**THE INPUT**:

+ + + +

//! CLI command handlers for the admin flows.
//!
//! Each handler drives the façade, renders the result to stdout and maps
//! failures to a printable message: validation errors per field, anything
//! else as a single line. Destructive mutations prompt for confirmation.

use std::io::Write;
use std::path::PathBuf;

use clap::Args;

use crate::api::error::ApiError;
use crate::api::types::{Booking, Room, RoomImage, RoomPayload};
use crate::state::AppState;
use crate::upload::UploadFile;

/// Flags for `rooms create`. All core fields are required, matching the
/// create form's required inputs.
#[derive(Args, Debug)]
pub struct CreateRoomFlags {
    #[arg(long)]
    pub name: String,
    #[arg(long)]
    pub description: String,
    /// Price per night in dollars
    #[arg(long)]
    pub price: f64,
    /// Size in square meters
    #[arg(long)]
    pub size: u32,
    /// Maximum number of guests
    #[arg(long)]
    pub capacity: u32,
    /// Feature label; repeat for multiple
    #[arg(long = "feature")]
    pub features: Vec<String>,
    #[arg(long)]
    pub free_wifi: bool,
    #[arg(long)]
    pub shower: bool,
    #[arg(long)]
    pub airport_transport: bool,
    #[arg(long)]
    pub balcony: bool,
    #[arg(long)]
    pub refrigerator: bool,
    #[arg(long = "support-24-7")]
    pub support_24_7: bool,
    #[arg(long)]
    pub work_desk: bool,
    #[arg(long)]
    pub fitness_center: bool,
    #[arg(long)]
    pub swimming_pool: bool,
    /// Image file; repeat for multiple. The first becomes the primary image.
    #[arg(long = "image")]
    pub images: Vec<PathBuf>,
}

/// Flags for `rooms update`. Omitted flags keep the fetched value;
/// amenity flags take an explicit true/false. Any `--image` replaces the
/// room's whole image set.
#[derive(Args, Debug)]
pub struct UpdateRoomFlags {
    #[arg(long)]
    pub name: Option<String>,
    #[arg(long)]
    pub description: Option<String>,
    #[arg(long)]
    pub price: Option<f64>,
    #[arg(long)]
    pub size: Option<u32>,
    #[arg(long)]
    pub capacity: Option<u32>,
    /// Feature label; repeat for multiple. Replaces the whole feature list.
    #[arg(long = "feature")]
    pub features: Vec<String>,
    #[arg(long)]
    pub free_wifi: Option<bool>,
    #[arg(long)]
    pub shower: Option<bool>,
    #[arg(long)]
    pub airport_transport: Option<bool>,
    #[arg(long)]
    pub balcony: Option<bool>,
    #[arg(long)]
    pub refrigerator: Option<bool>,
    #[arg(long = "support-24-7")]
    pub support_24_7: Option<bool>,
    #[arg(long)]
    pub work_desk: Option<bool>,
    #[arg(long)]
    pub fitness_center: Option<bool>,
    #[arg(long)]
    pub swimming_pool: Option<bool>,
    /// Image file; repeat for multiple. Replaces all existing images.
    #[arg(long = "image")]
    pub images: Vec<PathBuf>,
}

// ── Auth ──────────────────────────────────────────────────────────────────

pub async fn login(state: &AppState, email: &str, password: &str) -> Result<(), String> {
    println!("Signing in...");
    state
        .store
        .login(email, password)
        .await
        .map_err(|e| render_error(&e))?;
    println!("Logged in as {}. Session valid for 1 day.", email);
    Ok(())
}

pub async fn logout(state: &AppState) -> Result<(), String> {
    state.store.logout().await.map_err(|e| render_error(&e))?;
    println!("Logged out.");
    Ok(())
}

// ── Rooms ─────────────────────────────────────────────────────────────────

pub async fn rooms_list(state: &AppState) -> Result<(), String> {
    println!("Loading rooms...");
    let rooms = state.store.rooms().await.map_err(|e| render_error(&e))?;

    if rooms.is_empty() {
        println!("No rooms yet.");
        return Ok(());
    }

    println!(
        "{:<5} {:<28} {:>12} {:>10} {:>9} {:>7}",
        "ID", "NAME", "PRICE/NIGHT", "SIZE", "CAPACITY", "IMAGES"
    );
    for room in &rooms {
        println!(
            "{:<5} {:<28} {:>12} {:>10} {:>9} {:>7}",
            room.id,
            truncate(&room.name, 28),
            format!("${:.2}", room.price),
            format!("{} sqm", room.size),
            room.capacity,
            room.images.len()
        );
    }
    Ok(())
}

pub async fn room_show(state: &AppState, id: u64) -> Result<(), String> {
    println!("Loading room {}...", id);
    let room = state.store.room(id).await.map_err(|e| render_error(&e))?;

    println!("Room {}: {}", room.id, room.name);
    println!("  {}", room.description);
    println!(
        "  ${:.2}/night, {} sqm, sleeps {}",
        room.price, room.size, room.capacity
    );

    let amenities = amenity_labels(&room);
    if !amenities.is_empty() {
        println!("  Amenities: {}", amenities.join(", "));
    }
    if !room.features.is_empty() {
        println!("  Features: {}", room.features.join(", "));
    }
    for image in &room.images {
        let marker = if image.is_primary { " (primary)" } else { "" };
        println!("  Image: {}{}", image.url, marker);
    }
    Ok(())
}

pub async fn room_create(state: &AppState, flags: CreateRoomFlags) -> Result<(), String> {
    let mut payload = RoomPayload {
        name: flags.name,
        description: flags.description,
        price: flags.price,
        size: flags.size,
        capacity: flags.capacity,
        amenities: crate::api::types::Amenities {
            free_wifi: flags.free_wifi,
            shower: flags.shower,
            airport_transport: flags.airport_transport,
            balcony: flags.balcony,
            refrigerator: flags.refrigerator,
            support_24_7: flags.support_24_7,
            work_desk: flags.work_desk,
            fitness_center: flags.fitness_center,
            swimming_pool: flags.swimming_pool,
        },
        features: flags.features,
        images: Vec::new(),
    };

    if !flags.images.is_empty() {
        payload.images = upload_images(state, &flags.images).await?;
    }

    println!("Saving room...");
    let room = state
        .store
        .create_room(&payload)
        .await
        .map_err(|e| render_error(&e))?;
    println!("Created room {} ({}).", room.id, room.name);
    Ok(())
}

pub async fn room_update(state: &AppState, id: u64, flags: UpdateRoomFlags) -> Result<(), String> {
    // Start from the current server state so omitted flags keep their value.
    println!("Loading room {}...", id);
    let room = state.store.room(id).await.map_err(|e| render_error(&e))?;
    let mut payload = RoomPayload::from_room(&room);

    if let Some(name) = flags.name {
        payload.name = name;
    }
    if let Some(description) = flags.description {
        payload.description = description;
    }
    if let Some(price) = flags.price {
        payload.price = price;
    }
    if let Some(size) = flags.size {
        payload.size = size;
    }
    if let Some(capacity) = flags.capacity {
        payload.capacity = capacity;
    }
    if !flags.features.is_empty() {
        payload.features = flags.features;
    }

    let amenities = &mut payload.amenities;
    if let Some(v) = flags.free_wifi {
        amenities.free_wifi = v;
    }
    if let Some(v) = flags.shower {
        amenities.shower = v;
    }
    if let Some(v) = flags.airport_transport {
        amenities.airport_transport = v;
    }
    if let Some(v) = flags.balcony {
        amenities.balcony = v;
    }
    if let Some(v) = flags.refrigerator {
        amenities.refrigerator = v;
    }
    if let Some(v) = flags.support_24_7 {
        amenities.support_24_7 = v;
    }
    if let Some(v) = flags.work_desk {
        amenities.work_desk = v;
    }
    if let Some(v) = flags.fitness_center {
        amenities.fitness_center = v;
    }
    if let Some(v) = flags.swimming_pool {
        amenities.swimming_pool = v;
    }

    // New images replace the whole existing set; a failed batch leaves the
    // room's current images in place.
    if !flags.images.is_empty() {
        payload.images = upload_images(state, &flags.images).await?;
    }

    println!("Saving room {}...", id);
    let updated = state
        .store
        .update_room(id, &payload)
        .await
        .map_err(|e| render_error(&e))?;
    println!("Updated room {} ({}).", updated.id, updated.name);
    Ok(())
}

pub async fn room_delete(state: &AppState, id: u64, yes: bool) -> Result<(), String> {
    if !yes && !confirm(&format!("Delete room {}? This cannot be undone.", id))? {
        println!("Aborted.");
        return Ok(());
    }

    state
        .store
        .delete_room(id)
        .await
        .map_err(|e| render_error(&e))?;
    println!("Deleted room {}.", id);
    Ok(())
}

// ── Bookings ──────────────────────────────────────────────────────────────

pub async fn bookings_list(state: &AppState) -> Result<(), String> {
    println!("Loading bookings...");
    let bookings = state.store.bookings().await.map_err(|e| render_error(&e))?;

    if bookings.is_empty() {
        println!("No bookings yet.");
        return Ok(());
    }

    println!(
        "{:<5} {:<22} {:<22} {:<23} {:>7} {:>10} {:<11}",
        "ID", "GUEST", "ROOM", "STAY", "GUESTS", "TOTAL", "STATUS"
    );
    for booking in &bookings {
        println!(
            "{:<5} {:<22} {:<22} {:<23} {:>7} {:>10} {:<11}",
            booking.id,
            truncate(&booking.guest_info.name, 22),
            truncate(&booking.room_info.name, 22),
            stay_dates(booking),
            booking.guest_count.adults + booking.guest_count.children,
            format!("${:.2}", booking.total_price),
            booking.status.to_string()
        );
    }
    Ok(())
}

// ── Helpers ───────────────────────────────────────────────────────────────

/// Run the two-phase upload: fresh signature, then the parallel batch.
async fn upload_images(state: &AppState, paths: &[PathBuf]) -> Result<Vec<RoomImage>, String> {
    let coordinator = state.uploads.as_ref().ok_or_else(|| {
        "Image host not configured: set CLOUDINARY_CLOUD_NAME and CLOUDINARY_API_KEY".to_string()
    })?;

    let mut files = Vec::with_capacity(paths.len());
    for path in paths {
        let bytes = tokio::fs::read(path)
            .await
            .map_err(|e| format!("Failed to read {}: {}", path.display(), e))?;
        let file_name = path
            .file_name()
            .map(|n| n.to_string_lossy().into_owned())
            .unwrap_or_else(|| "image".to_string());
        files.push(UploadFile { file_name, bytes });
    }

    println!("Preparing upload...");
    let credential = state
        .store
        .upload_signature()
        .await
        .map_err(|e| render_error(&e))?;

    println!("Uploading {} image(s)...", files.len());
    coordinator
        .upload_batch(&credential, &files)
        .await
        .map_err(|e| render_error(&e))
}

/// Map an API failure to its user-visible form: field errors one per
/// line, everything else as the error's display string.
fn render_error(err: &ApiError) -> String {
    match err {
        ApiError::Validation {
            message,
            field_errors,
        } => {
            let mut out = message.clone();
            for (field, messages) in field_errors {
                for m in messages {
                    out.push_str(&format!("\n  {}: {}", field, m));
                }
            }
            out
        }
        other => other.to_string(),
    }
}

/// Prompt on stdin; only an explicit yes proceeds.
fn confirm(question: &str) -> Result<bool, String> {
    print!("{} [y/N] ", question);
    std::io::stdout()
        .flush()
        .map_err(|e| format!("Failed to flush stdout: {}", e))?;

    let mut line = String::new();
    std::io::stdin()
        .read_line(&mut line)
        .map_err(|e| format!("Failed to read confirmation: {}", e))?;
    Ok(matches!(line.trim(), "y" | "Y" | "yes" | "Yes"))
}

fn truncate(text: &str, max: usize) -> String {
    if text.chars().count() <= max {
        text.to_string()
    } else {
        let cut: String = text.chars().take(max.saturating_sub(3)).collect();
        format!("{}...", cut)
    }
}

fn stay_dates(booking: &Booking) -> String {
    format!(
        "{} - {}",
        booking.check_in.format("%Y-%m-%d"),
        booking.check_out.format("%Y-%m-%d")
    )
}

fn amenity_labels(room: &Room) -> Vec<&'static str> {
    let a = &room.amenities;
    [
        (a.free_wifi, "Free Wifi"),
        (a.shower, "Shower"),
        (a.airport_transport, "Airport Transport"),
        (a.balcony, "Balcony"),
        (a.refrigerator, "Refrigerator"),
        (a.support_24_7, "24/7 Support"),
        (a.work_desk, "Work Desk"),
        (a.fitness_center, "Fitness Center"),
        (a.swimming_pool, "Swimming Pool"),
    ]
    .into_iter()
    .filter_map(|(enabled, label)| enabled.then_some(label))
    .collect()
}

+ + + +

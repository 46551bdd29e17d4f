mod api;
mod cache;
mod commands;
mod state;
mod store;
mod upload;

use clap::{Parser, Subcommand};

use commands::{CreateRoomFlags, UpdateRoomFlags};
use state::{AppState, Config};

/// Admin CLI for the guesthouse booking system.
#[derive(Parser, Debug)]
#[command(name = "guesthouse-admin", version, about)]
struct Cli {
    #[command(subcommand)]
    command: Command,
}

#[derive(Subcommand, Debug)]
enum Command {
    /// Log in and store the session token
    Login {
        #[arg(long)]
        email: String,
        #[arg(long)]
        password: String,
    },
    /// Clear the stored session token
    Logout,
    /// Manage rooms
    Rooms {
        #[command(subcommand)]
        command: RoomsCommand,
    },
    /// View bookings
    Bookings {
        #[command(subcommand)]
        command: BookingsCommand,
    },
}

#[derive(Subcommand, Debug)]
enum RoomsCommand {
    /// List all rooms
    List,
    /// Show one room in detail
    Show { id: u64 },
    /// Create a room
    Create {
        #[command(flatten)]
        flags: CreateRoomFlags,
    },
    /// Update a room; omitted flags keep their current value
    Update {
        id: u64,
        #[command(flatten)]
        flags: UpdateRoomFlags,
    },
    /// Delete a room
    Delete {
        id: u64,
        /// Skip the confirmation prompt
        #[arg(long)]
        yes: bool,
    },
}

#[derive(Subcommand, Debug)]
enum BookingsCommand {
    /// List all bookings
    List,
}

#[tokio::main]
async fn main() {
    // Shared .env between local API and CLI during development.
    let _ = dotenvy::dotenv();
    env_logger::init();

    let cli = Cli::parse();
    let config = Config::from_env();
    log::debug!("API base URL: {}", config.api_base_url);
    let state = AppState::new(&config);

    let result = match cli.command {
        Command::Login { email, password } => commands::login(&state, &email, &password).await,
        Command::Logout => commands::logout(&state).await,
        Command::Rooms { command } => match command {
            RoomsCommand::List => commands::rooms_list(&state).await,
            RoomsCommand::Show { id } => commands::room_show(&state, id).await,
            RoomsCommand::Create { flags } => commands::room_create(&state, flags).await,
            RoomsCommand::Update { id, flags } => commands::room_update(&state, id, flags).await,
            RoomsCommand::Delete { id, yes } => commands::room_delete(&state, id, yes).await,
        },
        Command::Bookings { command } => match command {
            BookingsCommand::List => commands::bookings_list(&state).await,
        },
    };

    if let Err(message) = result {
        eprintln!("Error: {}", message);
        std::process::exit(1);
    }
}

+ + + +

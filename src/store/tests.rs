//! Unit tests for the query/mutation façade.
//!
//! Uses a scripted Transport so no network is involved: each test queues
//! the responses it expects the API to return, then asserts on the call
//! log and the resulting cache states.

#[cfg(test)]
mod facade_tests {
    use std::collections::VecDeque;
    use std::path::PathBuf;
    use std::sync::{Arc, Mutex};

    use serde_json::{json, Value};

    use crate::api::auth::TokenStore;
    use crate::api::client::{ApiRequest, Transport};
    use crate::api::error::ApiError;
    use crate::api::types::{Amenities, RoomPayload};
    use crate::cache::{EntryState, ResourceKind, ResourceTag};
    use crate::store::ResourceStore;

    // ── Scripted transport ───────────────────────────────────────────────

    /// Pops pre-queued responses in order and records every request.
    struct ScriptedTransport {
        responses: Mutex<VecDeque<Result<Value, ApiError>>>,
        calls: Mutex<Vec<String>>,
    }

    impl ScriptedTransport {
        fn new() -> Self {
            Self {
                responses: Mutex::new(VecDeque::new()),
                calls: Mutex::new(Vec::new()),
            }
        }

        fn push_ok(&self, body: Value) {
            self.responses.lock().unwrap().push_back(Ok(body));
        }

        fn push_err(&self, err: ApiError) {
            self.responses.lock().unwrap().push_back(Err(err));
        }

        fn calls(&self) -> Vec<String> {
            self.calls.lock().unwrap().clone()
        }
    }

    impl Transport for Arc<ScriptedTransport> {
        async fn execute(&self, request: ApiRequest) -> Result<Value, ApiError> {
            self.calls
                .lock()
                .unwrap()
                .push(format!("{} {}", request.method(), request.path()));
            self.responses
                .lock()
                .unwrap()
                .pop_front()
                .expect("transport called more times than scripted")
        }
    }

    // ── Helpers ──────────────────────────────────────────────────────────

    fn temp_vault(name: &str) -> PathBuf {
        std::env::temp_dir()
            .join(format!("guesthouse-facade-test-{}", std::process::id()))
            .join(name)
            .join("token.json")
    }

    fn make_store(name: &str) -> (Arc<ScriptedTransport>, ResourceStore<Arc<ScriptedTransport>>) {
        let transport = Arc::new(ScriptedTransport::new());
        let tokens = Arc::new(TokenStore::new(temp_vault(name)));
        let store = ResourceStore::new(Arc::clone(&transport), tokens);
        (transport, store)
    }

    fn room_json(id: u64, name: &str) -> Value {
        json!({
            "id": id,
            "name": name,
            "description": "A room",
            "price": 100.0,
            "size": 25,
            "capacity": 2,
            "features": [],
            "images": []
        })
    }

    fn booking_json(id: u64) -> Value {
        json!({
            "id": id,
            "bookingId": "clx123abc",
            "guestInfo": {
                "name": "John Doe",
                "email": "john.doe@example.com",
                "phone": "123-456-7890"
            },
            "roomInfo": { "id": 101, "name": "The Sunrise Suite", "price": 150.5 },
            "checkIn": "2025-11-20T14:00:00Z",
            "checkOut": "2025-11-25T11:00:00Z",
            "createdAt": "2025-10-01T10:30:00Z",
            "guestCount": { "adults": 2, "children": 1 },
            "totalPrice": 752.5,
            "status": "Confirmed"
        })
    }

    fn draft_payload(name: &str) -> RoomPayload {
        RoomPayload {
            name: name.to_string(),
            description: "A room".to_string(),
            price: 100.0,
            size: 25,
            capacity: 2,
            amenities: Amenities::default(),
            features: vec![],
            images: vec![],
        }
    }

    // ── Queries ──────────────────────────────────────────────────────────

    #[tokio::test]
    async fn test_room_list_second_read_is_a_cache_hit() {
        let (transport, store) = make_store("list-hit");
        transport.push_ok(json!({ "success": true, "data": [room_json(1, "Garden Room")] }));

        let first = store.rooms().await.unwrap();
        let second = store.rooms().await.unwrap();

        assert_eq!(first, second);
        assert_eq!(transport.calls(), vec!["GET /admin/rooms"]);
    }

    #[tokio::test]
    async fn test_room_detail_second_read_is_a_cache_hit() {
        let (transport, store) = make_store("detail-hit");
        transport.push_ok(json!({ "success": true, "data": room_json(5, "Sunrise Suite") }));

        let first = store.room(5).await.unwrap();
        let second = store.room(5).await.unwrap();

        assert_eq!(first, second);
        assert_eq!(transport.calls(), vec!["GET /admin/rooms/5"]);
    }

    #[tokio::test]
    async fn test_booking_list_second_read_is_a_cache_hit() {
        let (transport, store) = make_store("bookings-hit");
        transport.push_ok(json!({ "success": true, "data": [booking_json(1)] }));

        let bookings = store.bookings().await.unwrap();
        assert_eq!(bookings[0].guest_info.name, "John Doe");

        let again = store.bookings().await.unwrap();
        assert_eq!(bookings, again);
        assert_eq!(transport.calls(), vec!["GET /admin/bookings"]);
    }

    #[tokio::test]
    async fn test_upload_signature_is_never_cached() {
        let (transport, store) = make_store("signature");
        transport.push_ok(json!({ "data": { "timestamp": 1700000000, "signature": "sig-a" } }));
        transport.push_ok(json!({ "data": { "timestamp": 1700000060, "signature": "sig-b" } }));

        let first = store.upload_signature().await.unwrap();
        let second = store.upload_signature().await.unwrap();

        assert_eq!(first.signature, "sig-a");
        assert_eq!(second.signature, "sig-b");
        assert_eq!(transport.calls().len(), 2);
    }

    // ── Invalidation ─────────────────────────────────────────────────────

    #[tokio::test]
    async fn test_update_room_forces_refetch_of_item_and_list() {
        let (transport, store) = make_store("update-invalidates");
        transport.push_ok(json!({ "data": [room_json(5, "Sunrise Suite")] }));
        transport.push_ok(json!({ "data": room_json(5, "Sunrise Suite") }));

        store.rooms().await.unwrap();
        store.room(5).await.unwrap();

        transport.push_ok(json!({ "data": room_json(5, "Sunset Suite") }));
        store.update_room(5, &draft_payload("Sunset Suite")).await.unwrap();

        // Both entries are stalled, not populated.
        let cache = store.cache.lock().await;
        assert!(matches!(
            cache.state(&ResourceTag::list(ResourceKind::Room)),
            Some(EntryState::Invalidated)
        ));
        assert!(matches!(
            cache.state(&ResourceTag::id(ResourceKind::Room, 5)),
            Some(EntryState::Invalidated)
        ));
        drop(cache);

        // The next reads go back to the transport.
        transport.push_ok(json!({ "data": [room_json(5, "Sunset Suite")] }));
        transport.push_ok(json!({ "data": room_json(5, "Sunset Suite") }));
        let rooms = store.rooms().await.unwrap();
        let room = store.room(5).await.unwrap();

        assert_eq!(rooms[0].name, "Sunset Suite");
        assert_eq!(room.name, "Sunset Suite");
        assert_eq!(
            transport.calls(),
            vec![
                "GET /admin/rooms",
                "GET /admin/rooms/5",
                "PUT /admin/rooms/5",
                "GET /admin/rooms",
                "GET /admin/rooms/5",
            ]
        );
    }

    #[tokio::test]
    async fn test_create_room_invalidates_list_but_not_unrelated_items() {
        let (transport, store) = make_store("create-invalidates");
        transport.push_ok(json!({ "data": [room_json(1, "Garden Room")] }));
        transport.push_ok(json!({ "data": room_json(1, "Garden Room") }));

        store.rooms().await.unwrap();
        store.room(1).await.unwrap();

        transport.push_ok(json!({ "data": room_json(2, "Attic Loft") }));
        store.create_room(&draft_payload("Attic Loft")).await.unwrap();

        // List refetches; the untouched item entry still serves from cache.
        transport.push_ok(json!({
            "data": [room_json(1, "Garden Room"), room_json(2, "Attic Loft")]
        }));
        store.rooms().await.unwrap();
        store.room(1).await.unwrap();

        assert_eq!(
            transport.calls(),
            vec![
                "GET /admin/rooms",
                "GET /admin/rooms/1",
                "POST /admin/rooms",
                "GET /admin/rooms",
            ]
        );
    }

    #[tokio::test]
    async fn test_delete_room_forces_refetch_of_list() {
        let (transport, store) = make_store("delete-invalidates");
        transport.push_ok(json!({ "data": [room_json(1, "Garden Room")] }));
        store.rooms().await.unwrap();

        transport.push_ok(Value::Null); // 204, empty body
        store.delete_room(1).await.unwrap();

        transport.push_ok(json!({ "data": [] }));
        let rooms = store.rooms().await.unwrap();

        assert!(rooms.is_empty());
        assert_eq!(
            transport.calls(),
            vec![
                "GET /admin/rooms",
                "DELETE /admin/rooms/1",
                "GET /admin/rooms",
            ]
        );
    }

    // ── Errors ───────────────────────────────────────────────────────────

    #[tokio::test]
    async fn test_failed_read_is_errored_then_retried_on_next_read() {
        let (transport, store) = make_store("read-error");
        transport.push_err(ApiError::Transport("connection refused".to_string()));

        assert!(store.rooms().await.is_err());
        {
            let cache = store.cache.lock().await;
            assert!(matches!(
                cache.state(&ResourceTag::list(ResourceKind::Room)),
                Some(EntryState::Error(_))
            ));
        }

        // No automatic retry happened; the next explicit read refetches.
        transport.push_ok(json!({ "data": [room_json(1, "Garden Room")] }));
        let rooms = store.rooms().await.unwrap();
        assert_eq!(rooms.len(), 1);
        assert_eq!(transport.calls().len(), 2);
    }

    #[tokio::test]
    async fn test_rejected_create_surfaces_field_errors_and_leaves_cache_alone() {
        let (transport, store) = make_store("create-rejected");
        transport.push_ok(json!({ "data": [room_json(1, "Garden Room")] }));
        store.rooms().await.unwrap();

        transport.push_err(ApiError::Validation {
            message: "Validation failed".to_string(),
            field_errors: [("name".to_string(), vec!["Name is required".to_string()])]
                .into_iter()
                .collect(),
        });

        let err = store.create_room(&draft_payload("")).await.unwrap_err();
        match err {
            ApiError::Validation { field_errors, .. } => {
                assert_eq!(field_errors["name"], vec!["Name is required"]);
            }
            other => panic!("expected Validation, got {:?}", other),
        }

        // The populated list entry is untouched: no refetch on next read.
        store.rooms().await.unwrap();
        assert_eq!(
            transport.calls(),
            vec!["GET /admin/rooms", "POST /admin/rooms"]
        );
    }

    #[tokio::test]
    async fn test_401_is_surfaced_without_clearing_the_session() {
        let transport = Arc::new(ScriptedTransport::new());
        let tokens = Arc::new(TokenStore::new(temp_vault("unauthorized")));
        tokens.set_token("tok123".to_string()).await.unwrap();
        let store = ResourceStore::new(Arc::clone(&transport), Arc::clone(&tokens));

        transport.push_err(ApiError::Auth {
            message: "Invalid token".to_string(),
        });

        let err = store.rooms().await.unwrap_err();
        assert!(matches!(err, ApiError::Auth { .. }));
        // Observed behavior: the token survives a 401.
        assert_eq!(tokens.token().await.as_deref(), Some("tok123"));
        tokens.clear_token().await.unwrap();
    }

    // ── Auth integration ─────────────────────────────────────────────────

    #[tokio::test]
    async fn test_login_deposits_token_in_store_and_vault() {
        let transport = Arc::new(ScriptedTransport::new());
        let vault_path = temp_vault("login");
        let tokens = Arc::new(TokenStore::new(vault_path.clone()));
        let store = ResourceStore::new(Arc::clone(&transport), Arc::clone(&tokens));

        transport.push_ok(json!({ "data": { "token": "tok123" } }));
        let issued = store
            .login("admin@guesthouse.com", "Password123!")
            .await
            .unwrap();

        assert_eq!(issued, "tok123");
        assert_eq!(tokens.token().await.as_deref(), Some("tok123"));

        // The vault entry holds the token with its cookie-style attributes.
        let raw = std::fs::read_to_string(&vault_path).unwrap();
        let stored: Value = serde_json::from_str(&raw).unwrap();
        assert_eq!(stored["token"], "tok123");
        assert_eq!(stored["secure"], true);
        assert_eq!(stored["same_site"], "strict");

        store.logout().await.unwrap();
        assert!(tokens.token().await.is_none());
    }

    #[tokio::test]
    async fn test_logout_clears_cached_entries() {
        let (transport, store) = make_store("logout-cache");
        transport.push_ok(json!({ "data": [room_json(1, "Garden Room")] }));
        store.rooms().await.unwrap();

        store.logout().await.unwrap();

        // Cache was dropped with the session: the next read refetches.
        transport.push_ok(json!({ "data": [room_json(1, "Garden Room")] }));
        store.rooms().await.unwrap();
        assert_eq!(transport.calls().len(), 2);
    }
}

+ + + +

**EXERCISE**: Look for the word "ResourceKind" in every line of the records. State how many lines contain it, and write only the number.

**ANSWER FOR THIS EXERCISE**: 4